Table 2 illustrates the superior performance characteristics of lithium perchlorate. On a weight basis, it has a higher oxygen content than ammonium perchlorate, yet lithium perchlorate is more stable. The favorable oxygen content, oxygen balance, and stability are all attractive features of the lithium sale A disadvantage of lithium perchlorate as an oxidizer is that most exhaust products are solids, as are potassium perchlorate exhaust products; thus, performance gains are almost wiped out. There are additional factors to consider.
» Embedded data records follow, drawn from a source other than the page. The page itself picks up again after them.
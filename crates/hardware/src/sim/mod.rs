//! Discrete-event simulation kernel.
//!
//! This module provides the substrate the bus agents run on:
//! 1. **Nets:** two-phase wires with atomic settle and prev-value sampling.
//! 2. **Processes:** explicit state machines resumed one edge at a time.
//! 3. **Kernel:** clock generation, delta convergence, and the run loop.
//! 4. **Reset:** a reusable active-low reset stimulus.

/// The simulation kernel: net/process tables and the run loop.
pub mod kernel;
/// Net storage, edges, and the settle step.
pub mod net;
/// The cooperative process trait and suspension points.
pub mod process;
/// Active-low reset stimulus process.
pub mod reset;

pub use kernel::{Sim, SimHandle};
pub use net::{Edge, NetId};
pub use process::{Process, Wait};
pub use reset::ResetGen;
//! Common types shared across the simulator.

/// Error types for simulation construction and kernel faults.
pub mod error;

pub use error::SimError;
Lithium perchlorate is extremely hygroscopic and exists as a trihydrate at room temperature. Traces of moisture in propellant mixesare intolerable, since moisture affects the aging properties and results in gassing in propellants containing aluminum powders or a polyurethane binder.
In the event propellant manufacturers solve their lithium perchlorate problems and shift their present emphasis on ammonium perchlorate to lithium perchlorate, the existing perchlorate plants can be converted with minor modifications. As indicated in Figure 4, by cooling from 80°C to 20° C a crop of lithium perchlorate crystals would be obtained; then sodium chloride could be recovered by concentration, as in the ammonium perchlorate process.
A process has been developed for the preparation of lithium perchlorate based on the reaction of ammonium perchlorate and lithium hydroxide. By boiling an aqueous solution of these reactants, ammonia is driven off. The resulting solution of Lithium perchlorate can be crystallized to yield the trihydrate, or the lithium perchlorate can be recovered by evaporating the solution to dryness.
The literature (1) indicates that a process involving the anodic oxidation of lithium chloride using platinum anodes might be developed for the manufacture of lithium perchlorate.

1. Izgaryshev, N. A., and Khachaturyan, M. G., Doklady Akad. Nauk., U.S.S.R., 56, 929-32 (1947) and Doklady Akad. Nauk., U.S.S.R., 59, 1125-28 (1948).